◆ WHAT IS EXPECTED: Count how many lines of the data include the string "RowOutOfRange", then say that number and stop.

◆ MATERIALS PROVIDED:
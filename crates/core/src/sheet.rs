use std::ops::Index;

use serde::Serialize;

use crate::error::SheetError;
use crate::headers::{ColumnKey, Headers};

/// A loaded spreadsheet: data rows, the same cells column-major, and the
/// optional header row. Built once and never mutated.
#[derive(Debug, Clone, PartialEq, Eq, Serialize)]
pub struct Sheet {
    headers: Option<Headers>,
    rows: Vec<Vec<String>>,
    #[serde(skip)]
    cols: Vec<Vec<String>>,
}

impl Sheet {
    /// Build a sheet from an optional header row and data rows.
    ///
    /// The grid is squared off to the widest row (header included); short
    /// rows are padded with empty cells.
    pub fn new(headers: Option<Vec<String>>, mut rows: Vec<Vec<String>>) -> Self {
        let width = headers
            .iter()
            .chain(rows.iter())
            .map(Vec::len)
            .max()
            .unwrap_or(0);

        for row in &mut rows {
            row.resize(width, String::new());
        }
        let headers = headers.map(|mut names| {
            names.resize(width, String::new());
            Headers::new(names)
        });
        let cols = transpose_with_width(&rows, width);

        Self { headers, rows, cols }
    }

    /// Split raw payload rows into header + data according to header mode.
    pub fn from_raw_rows(mut raw: Vec<Vec<String>>, has_header: bool) -> Self {
        let headers = if !has_header {
            None
        } else if raw.is_empty() {
            Some(Vec::new())
        } else {
            Some(raw.remove(0))
        };
        Self::new(headers, raw)
    }

    /// A sheet with no rows and no columns.
    pub fn empty(has_header: bool) -> Self {
        Self::from_raw_rows(Vec::new(), has_header)
    }

    pub fn has_header(&self) -> bool {
        self.headers.is_some()
    }

    pub fn headers(&self) -> Option<&Headers> {
        self.headers.as_ref()
    }

    pub fn header_names(&self) -> Option<&[String]> {
        self.headers.as_ref().map(Headers::names)
    }

    pub fn rows(&self) -> &[Vec<String>] {
        &self.rows
    }

    pub fn cols(&self) -> &[Vec<String>] {
        &self.cols
    }

    pub fn row_count(&self) -> usize {
        self.rows.len()
    }

    pub fn col_count(&self) -> usize {
        self.cols.len()
    }

    pub fn is_empty(&self) -> bool {
        self.rows.is_empty()
    }

    pub fn row(&self, index: usize) -> Result<Row<'_>, SheetError> {
        let cells = self.rows.get(index).ok_or(SheetError::RowOutOfRange {
            index,
            len: self.rows.len(),
        })?;
        Ok(Row {
            index,
            cells,
            headers: self.headers.as_ref(),
        })
    }

    pub fn iter_rows(&self) -> impl Iterator<Item = Row<'_>> {
        self.rows.iter().enumerate().map(move |(index, cells)| Row {
            index,
            cells,
            headers: self.headers.as_ref(),
        })
    }

    /// Column by position, or by header name when the sheet has headers.
    pub fn col<K: Into<ColumnKey>>(&self, key: K) -> Result<&[String], SheetError> {
        let index = self.column_index(&key.into())?;
        Ok(&self.cols[index])
    }

    /// Cell at `column` (position or header name) in data row `row`.
    pub fn get<K: Into<ColumnKey>>(&self, column: K, row: usize) -> Result<&str, SheetError> {
        let col = self.col(column)?;
        col.get(row)
            .map(String::as_str)
            .ok_or(SheetError::RowOutOfRange { index: row, len: col.len() })
    }

    /// Resolve a key to a column position, checking bounds.
    pub fn column_index(&self, key: &ColumnKey) -> Result<usize, SheetError> {
        resolve_column(key, self.cols.len(), self.headers.as_ref())
    }

    /// Header line (if any) then one line per data row, comma-joined and
    /// newline-separated, without a trailing newline.
    ///
    /// Fields are written verbatim: a cell containing a comma or newline
    /// does not survive a parse → serialize round-trip.
    pub fn to_csv_string(&self) -> String {
        self.headers
            .iter()
            .map(Headers::names)
            .chain(self.rows.iter().map(Vec::as_slice))
            .map(|line| line.join(","))
            .collect::<Vec<_>>()
            .join("\n")
    }
}

/// One data row, addressable by position or (with headers) by name.
#[derive(Debug, Clone, Copy)]
pub struct Row<'a> {
    index: usize,
    cells: &'a [String],
    headers: Option<&'a Headers>,
}

impl<'a> Row<'a> {
    /// Position of this row among the data rows.
    pub fn index(&self) -> usize {
        self.index
    }

    pub fn cells(&self) -> &'a [String] {
        self.cells
    }

    pub fn len(&self) -> usize {
        self.cells.len()
    }

    pub fn is_empty(&self) -> bool {
        self.cells.is_empty()
    }

    pub fn get<K: Into<ColumnKey>>(&self, key: K) -> Result<&'a str, SheetError> {
        let index = resolve_column(&key.into(), self.cells.len(), self.headers)?;
        Ok(self.cells[index].as_str())
    }

    pub fn to_vec(&self) -> Vec<String> {
        self.cells.to_vec()
    }
}

impl Index<usize> for Row<'_> {
    type Output = str;

    fn index(&self, index: usize) -> &str {
        &self.cells[index]
    }
}

impl Index<&str> for Row<'_> {
    type Output = str;

    fn index(&self, name: &str) -> &str {
        match self.get(name) {
            Ok(cell) => cell,
            Err(e) => panic!("{}", e),
        }
    }
}

fn resolve_column(key: &ColumnKey, len: usize, headers: Option<&Headers>) -> Result<usize, SheetError> {
    match key {
        ColumnKey::Index(index) if *index < len => Ok(*index),
        ColumnKey::Index(index) => Err(SheetError::ColumnOutOfRange { index: *index, len }),
        ColumnKey::Name(name) => {
            let headers = headers.ok_or_else(|| SheetError::HeadersDisabled(name.clone()))?;
            headers
                .position(name)
                .ok_or_else(|| SheetError::UnknownHeader(name.clone()))
        }
    }
}

/// Swap rows and columns. The width is the longest row; shorter rows read
/// as `""` past their end. An empty grid transposes to an empty grid.
pub fn transpose(grid: &[Vec<String>]) -> Vec<Vec<String>> {
    let width = grid.iter().map(Vec::len).max().unwrap_or(0);
    transpose_with_width(grid, width)
}

fn transpose_with_width(grid: &[Vec<String>], width: usize) -> Vec<Vec<String>> {
    (0..width)
        .map(|c| {
            grid.iter()
                .map(|row| row.get(c).cloned().unwrap_or_default())
                .collect()
        })
        .collect()
}

#[cfg(test)]
mod tests {
    use super::*;

    fn grid(rows: &[&[&str]]) -> Vec<Vec<String>> {
        rows.iter()
            .map(|r| r.iter().map(|s| s.to_string()).collect())
            .collect()
    }

    fn with_headers() -> Sheet {
        Sheet::from_raw_rows(grid(&[&["a", "b"], &["1", "2"], &["3", "4"]]), true)
    }

    #[test]
    fn test_header_row_is_consumed() {
        let sheet = with_headers();
        assert_eq!(sheet.header_names().unwrap(), ["a", "b"]);
        assert_eq!(sheet.rows().to_vec(), grid(&[&["1", "2"], &["3", "4"]]));
        assert_eq!(sheet.row_count(), 2);
        assert_eq!(sheet.col_count(), 2);
    }

    #[test]
    fn test_no_header_keeps_every_row() {
        let sheet = Sheet::from_raw_rows(grid(&[&["1", "2"], &["3", "4"], &["5", "6"]]), false);
        assert!(!sheet.has_header());
        assert_eq!(sheet.row_count(), 3);
        assert_eq!(sheet.col(1).unwrap(), ["2", "4", "6"]);
    }

    #[test]
    fn test_col_by_name_and_index_agree() {
        let sheet = with_headers();
        assert_eq!(sheet.col("b").unwrap(), sheet.col(1).unwrap());
        assert_eq!(sheet.col("b").unwrap(), ["2", "4"]);
    }

    #[test]
    fn test_get_by_name() {
        let sheet = with_headers();
        assert_eq!(sheet.get("a", 1).unwrap(), "3");
        assert_eq!(sheet.get(1, 0).unwrap(), "2");
    }

    #[test]
    fn test_row_aliases() {
        let sheet = with_headers();
        let row = sheet.row(1).unwrap();
        assert_eq!(row.index(), 1);
        assert_eq!(&row["a"], &row[0]);
        assert_eq!(row.get("b").unwrap(), "4");
        assert_eq!(row.get(0).unwrap(), "3");
    }

    #[test]
    fn test_row_out_of_range() {
        let sheet = with_headers();
        assert_eq!(
            sheet.row(2).unwrap_err(),
            SheetError::RowOutOfRange { index: 2, len: 2 }
        );
    }

    #[test]
    fn test_col_out_of_range() {
        let sheet = with_headers();
        assert_eq!(
            sheet.col(5).unwrap_err(),
            SheetError::ColumnOutOfRange { index: 5, len: 2 }
        );
    }

    #[test]
    fn test_unknown_header() {
        let sheet = with_headers();
        assert_eq!(sheet.col("zzz").unwrap_err(), SheetError::UnknownHeader("zzz".into()));
        assert!(sheet.row(0).unwrap().get("zzz").is_err());
    }

    #[test]
    fn test_name_without_headers() {
        let sheet = Sheet::from_raw_rows(grid(&[&["a", "b"]]), false);
        assert_eq!(sheet.col("a").unwrap_err(), SheetError::HeadersDisabled("a".into()));
    }

    #[test]
    fn test_get_row_out_of_range() {
        let sheet = with_headers();
        assert!(matches!(
            sheet.get("a", 9).unwrap_err(),
            SheetError::RowOutOfRange { index: 9, .. }
        ));
    }

    #[test]
    #[should_panic(expected = "no column with header 'nope'")]
    fn test_index_by_unknown_name_panics() {
        let sheet = with_headers();
        let row = sheet.row(0).unwrap();
        let _ = &row["nope"];
    }

    #[test]
    fn test_ragged_rows_are_padded() {
        let sheet = Sheet::from_raw_rows(grid(&[&["a", "b", "c"], &["1"], &["2", "3"]]), true);
        assert_eq!(sheet.rows().to_vec(), grid(&[&["1", "", ""], &["2", "3", ""]]));
        assert_eq!(sheet.col("c").unwrap(), ["", ""]);
    }

    #[test]
    fn test_short_header_row_is_padded() {
        let sheet = Sheet::from_raw_rows(grid(&[&["a"], &["1", "2"]]), true);
        assert_eq!(sheet.header_names().unwrap(), ["a", ""]);
        assert_eq!(sheet.col_count(), 2);
        assert_eq!(sheet.col(1).unwrap(), ["2"]);
    }

    #[test]
    fn test_empty_sheet() {
        let sheet = Sheet::empty(false);
        assert!(sheet.is_empty());
        assert_eq!(sheet.row_count(), 0);
        assert_eq!(sheet.col_count(), 0);
        assert!(sheet.row(0).is_err());
        assert!(sheet.col(0).is_err());
        assert_eq!(sheet.to_csv_string(), "");
    }

    #[test]
    fn test_empty_sheet_with_header_mode() {
        let sheet = Sheet::empty(true);
        assert!(sheet.has_header());
        assert!(sheet.headers().unwrap().is_empty());
        assert_eq!(sheet.col_count(), 0);
    }

    #[test]
    fn test_header_only_sheet_has_empty_columns() {
        let sheet = Sheet::from_raw_rows(grid(&[&["a", "b"]]), true);
        assert_eq!(sheet.row_count(), 0);
        assert_eq!(sheet.col_count(), 2);
        assert!(sheet.col("a").unwrap().is_empty());
    }

    #[test]
    fn test_to_csv_string_with_header() {
        assert_eq!(with_headers().to_csv_string(), "a,b\n1,2\n3,4");
    }

    #[test]
    fn test_to_csv_string_does_not_escape() {
        let sheet = Sheet::new(None, grid(&[&["x,y", "z"]]));
        assert_eq!(sheet.to_csv_string(), "x,y,z");
    }

    #[test]
    fn test_iter_rows() {
        let sheet = with_headers();
        let firsts: Vec<&str> = sheet.iter_rows().map(|r| r.cells()[0].as_str()).collect();
        assert_eq!(firsts, ["1", "3"]);
    }

    #[test]
    fn test_transpose_round_trip() {
        let rows = grid(&[&["1", "2", "3"], &["4", "5", "6"]]);
        let cols = transpose(&rows);
        assert_eq!(cols, grid(&[&["1", "4"], &["2", "5"], &["3", "6"]]));
        assert_eq!(transpose(&cols), rows);
    }

    #[test]
    fn test_transpose_ragged_grid_pads() {
        let cols = transpose(&grid(&[&["1", "2"], &["3"]]));
        assert_eq!(cols, grid(&[&["1", "3"], &["2", ""]]));

        let cols = transpose(&grid(&[&["1"], &["2", "3", "4"]]));
        assert_eq!(cols, grid(&[&["1", "2"], &["", "3"], &["", "4"]]));
        assert!(transpose(&[]).is_empty());
    }

    #[test]
    fn test_serialize_shape() {
        let json = serde_json::to_value(with_headers()).unwrap();
        assert_eq!(
            json,
            serde_json::json!({
                "headers": ["a", "b"],
                "rows": [["1", "2"], ["3", "4"]],
            })
        );
        let json = serde_json::to_value(Sheet::empty(false)).unwrap();
        assert!(json["headers"].is_null());
    }
}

◆ REPLY: 4